* _Task directions_
Of the lines below, write out exactly those from the line with "concatenate their fragments." through the line with "use tracing::debug;", both included, and skip the rest.

* _Items listed in a dataset_

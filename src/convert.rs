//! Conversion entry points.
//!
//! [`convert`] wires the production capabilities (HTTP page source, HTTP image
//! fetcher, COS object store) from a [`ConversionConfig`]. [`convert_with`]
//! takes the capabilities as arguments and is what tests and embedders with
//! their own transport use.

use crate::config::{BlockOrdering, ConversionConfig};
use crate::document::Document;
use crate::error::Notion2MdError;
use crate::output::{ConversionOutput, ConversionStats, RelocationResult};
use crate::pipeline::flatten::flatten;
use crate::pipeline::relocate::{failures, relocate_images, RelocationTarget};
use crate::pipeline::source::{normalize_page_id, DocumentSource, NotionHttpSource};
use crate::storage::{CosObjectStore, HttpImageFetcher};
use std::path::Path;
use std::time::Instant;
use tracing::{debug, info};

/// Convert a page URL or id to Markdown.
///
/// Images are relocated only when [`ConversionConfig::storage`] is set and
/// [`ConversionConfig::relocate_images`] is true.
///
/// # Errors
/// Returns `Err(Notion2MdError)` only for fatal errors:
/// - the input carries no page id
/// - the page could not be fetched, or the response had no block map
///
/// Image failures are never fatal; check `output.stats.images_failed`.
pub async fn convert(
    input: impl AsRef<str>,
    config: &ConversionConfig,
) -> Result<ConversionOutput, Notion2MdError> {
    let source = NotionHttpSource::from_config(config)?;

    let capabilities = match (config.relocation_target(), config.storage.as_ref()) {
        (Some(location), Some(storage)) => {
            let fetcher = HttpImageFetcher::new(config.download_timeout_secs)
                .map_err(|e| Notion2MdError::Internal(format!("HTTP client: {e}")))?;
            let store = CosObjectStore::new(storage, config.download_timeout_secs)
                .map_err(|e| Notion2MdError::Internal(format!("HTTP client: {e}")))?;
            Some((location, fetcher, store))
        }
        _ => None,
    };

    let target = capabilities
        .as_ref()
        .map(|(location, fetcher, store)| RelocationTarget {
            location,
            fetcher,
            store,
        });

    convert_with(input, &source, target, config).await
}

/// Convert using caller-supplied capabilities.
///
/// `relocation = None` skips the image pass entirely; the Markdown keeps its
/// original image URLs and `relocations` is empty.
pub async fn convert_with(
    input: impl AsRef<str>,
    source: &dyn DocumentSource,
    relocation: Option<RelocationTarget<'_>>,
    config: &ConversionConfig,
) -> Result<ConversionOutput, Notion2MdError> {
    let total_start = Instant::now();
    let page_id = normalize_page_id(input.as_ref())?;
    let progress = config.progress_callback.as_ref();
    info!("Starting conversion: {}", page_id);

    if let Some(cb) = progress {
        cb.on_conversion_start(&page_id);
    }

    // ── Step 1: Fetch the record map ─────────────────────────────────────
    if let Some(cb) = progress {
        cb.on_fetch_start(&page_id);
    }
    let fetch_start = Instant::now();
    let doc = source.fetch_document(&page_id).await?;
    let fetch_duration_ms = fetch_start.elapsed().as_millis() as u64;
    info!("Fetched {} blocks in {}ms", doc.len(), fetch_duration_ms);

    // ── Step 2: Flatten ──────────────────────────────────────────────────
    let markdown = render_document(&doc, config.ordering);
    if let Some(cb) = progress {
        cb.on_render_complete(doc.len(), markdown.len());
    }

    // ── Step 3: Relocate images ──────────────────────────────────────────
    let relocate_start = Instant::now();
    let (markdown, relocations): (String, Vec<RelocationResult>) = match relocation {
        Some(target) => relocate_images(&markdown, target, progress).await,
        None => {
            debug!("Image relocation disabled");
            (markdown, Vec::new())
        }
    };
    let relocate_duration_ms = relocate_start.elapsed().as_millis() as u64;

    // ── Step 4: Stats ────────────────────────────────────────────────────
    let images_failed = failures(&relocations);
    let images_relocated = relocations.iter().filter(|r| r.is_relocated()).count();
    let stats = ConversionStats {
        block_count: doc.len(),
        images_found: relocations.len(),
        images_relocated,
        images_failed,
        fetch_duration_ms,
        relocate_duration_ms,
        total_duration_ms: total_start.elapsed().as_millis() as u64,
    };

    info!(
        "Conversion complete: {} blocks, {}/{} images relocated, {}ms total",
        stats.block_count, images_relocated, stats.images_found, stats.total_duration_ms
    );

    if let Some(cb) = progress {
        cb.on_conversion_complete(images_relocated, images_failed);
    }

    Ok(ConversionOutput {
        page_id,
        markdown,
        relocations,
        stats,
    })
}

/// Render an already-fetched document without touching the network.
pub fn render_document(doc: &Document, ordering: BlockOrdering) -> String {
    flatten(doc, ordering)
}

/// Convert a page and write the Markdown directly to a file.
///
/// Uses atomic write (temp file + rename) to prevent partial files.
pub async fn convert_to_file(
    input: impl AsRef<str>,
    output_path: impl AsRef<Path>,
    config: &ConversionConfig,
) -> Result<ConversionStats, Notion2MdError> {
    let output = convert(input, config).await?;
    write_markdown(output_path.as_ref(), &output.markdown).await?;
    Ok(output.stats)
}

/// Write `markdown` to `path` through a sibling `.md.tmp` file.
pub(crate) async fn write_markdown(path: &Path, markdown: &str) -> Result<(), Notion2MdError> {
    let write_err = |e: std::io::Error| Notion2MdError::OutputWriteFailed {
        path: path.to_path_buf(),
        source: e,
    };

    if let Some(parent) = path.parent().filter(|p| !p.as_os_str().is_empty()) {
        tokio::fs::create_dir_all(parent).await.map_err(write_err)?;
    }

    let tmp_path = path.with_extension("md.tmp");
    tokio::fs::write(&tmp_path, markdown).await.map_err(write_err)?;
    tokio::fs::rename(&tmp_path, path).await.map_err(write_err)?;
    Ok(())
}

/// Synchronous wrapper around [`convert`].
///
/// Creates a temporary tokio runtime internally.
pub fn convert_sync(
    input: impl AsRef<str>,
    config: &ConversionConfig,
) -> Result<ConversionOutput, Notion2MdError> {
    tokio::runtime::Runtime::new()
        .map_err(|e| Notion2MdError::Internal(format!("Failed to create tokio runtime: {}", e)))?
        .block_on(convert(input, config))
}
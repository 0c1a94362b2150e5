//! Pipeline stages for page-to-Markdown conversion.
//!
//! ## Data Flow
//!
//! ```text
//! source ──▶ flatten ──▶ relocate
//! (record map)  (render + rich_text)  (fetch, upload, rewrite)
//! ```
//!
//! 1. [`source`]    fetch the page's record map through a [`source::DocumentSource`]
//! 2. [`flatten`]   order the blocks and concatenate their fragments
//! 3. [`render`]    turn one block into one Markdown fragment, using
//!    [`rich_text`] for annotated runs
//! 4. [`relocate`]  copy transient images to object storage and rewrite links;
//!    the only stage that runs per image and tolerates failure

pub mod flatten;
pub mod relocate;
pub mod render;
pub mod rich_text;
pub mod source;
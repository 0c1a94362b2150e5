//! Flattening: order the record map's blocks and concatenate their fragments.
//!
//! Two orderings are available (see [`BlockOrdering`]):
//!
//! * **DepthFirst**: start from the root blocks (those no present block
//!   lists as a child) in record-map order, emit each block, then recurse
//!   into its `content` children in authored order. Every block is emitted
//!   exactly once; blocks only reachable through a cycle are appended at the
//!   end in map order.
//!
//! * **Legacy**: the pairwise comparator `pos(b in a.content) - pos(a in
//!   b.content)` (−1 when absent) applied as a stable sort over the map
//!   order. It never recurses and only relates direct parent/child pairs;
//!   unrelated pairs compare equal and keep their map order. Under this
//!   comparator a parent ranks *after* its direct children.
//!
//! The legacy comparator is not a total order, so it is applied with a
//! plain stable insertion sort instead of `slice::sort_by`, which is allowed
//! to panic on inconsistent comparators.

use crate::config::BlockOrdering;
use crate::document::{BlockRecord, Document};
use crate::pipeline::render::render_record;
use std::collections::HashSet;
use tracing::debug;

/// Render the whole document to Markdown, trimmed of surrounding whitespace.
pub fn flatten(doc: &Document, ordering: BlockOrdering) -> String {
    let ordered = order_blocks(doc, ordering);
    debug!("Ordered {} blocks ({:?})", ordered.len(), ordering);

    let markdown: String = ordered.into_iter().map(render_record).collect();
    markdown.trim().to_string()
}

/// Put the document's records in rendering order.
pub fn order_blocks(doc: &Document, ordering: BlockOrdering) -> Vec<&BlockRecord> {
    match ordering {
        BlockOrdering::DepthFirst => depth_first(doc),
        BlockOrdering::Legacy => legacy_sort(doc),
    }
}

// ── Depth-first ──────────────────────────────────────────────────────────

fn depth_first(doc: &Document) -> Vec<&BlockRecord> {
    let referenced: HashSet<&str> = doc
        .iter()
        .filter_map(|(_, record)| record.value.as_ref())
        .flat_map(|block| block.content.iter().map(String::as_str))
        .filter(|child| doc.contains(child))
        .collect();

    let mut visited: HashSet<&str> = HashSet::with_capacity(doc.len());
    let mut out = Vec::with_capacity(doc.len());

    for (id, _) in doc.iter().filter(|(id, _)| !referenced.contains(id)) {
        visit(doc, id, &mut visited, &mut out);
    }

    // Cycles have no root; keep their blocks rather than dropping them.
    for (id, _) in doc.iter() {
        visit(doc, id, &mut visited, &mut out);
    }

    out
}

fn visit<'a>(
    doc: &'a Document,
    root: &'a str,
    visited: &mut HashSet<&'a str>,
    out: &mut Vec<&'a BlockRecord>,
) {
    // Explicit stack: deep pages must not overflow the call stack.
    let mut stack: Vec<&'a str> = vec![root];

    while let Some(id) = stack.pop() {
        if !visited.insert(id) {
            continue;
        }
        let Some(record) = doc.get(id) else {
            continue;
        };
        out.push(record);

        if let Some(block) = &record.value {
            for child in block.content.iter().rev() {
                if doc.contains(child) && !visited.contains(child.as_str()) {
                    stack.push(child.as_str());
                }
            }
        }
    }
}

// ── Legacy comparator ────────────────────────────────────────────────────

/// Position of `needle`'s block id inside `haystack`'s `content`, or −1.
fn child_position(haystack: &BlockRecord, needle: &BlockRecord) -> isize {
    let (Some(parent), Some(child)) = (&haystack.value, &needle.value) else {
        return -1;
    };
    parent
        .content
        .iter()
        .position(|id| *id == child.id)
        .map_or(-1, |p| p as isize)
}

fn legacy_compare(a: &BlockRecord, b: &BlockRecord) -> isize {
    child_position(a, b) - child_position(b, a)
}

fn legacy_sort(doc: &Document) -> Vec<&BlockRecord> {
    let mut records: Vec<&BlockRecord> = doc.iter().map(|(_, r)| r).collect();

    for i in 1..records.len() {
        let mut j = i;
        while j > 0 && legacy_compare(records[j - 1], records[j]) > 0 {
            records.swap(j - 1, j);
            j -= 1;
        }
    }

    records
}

* _The answer_
//! Flattening: order the record map's blocks and concatenate their fragments.
//!
//! Two orderings are available (see [`BlockOrdering`]):
//!
//! * **DepthFirst**: start from the root blocks (those no present block
//!   lists as a child) in record-map order, emit each block, then recurse
//!   into its `content` children in authored order. Every block is emitted
//!   exactly once; blocks only reachable through a cycle are appended at the
//!   end in map order.
//!
//! * **Legacy**: the pairwise comparator `pos(b in a.content) - pos(a in
//!   b.content)` (−1 when absent) applied as a stable sort over the map
//!   order. It never recurses and only relates direct parent/child pairs;
//!   unrelated pairs compare equal and keep their map order. Under this
//!   comparator a parent ranks *after* its direct children.
//!
//! The legacy comparator is not a total order, so it is applied with a
//! plain stable insertion sort instead of `slice::sort_by`, which is allowed
//! to panic on inconsistent comparators.

use crate::config::BlockOrdering;
use crate::document::{BlockRecord, Document};
use crate::pipeline::render::render_record;
use std::collections::HashSet;
use tracing::debug;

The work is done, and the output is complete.